Ma gli stessi autori di questi studi concludono che una riposta chiara non si può fornire: i dati infatti non sono controllati e non sono omogenei. Riguardano coltivazioni di paesi diversi, con diversi climi, tipi di terreno, gradi di maturazione e metodi di crescita differenti.
Analizzare la tabelle nutrizionali e confrontarle significa osservare due fotogrammi statici, non il film completo. I confronti storici purtroppo non si possono fare così.
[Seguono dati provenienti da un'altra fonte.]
//! The single command iam-init supervises.

use std::fmt;
use std::process::Stdio;

use crate::error::{InitError, InitResult};

/// Program and arguments split out of a command string.
///
/// Splitting is on whitespace only: no shell expansion, no quoting.
#[derive(Debug, Clone, PartialEq, Eq)]
pub struct SupervisedCommand {
    program: String,
    args: Vec<String>,
}

impl SupervisedCommand {
    pub fn parse(command: &str) -> InitResult<Self> {
        let mut fields = command.split_whitespace().map(String::from);
        let program = fields.next().ok_or(InitError::EmptyCommand)?;
        Ok(Self {
            program,
            args: fields.collect(),
        })
    }

    pub fn program(&self) -> &str {
        &self.program
    }

    pub fn args(&self) -> &[String] {
        &self.args
    }

    /// Build the tokio command: stdin from `/dev/null`, stdout/stderr shared
    /// with this process, and a fresh process group whose id is the child pid.
    pub(crate) fn to_command(&self) -> tokio::process::Command {
        let mut cmd = tokio::process::Command::new(&self.program);
        cmd.args(&self.args)
            .stdin(Stdio::null())
            .stdout(Stdio::inherit())
            .stderr(Stdio::inherit())
            .process_group(0);
        cmd
    }
}

impl fmt::Display for SupervisedCommand {
    fn fmt(&self, f: &mut fmt::Formatter<'_>) -> fmt::Result {
        f.write_str(&self.program)?;
        for arg in &self.args {
            write!(f, " {arg}")?;
        }
        Ok(())
    }
}
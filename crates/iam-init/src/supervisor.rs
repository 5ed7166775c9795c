//! Launch the supervised command and own it until it exits.

use std::process::ExitStatus;

use nix::unistd::Pid;
use tracing::info;

use crate::command::SupervisedCommand;
use crate::error::{InitError, InitResult};
use crate::reaper::ProtectedPid;
use crate::signals::SignalForwarder;

/// How the supervised command terminated.
#[derive(Debug, Clone, Copy, PartialEq, Eq)]
pub struct ExitOutcome {
    status: ExitStatus,
}

impl ExitOutcome {
    pub fn new(status: ExitStatus) -> Self {
        Self { status }
    }

    pub fn status(&self) -> ExitStatus {
        self.status
    }

    pub fn success(&self) -> bool {
        self.status.success()
    }

    /// Exit code, mapping death-by-signal to 128 + signal number.
    pub fn code(&self) -> i32 {
        use std::os::unix::process::ExitStatusExt;
        self.status
            .code()
            .unwrap_or_else(|| self.status.signal().map(|sig| 128 + sig).unwrap_or(1))
    }
}

/// Start `cmd` in its own process group, relay signals to that group, and
/// wait for it to exit.
///
/// Signals are registered before the spawn so none received in between are
/// lost. A spawn failure returns immediately; a non-zero exit is not an error
/// here and comes back as an [`ExitOutcome`].
pub async fn launch(cmd: &SupervisedCommand, protected: &ProtectedPid) -> InitResult<ExitOutcome> {
    let forwarder = SignalForwarder::register();

    let spawned = {
        let mut slot = protected.lock();
        let spawned = cmd.to_command().spawn();
        if let Ok(child) = &spawned {
            *slot = child
                .id()
                .and_then(|id| i32::try_from(id).ok())
                .map(Pid::from_raw);
        }
        spawned
    };

    let mut child = match spawned {
        Ok(child) => child,
        Err(source) => {
            forwarder.abandon();
            return Err(InitError::Spawn {
                program: cmd.program().to_string(),
                source,
            });
        }
    };

    let forwarding = match protected.get() {
        Some(pgid) => {
            info!(pid = pgid.as_raw(), "command started");
            Some(forwarder.start(pgid))
        }
        None => {
            forwarder.abandon();
            None
        }
    };

    let result = child.wait().await;

    *protected.lock() = None;
    if let Some(forwarding) = forwarding {
        forwarding.stop().await;
    }

    let status = result.map_err(|source| InitError::Wait {
        program: cmd.program().to_string(),
        source,
    })?;
    Ok(ExitOutcome::new(status))
}

#[cfg(test)]
mod tests {
    use super::*;
    use std::os::unix::process::ExitStatusExt;

    #[test]
    fn exit_code_passes_through() {
        assert_eq!(ExitOutcome::new(ExitStatus::from_raw(0)).code(), 0);
        assert_eq!(ExitOutcome::new(ExitStatus::from_raw(3 << 8)).code(), 3);
        assert!(ExitOutcome::new(ExitStatus::from_raw(0)).success());
        assert!(!ExitOutcome::new(ExitStatus::from_raw(3 << 8)).success());
    }

    #[test]
    fn signal_death_maps_to_128_plus_signal() {
        // Raw wait status for "killed by SIGTERM" is the bare signal number.
        let sigterm = nix::sys::signal::Signal::SIGTERM as i32;
        let outcome = ExitOutcome::new(ExitStatus::from_raw(sigterm));
        assert!(!outcome.success());
        assert_eq!(outcome.code(), 128 + 15);
    }
}
use std::fmt;
use std::io::IsTerminal;
use std::time::Instant;

use clap::Parser;
use iam_init::config::Args;
use iam_init::lifecycle;
use tracing::error;
use tracing_subscriber::fmt::time::FormatTime;

struct Elapsed(Instant);

impl FormatTime for Elapsed {
    fn format_time(&self, w: &mut tracing_subscriber::fmt::format::Writer<'_>) -> fmt::Result {
        let d = self.0.elapsed();
        let total_secs = d.as_secs();
        let mins = total_secs / 60;
        let secs = total_secs % 60;
        let millis = d.subsec_millis();
        write!(w, "[{mins:02}:{secs:02}:{millis:03}]")
    }
}

#[tokio::main]
async fn main() {
    // --help / --version print and exit 0 here, before any lifecycle work.
    let args = Args::parse();

    tracing_subscriber::fmt()
        .with_writer(std::io::stderr)
        .with_ansi(std::io::stderr().is_terminal())
        .with_timer(Elapsed(Instant::now()))
        .with_max_level(args.log_level)
        .with_target(false)
        .init();

    let config = match args.into_config() {
        Ok(config) => config,
        Err(e) => {
            error!(error = %e, "invalid configuration, exiting");
            std::process::exit(lifecycle::EXIT_FAILURE);
        }
    };

    let exit_code = lifecycle::run(config).await;
    std::process::exit(exit_code);
}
2. Un secondo aspetto riguarda i metodi di analisi e “l’hardware” utilizzato: oggi esistono apparecchiature con livelli di precisione che un tempo i ricercatori si sognavano. La spettroscopia ad assorbimento atomico nasce solo negli anni ’70 del secolo scorso per esempio. Metodi di analisi diverse, in epoche diverse, rendono quasi impossibile confrontare i valori nutrizionali dei cibi antichi e moderni.
Per questi motivi, sono molti gli scienziati che non concordano di stare assistendo a un “collasso nutrizionale” del cibo.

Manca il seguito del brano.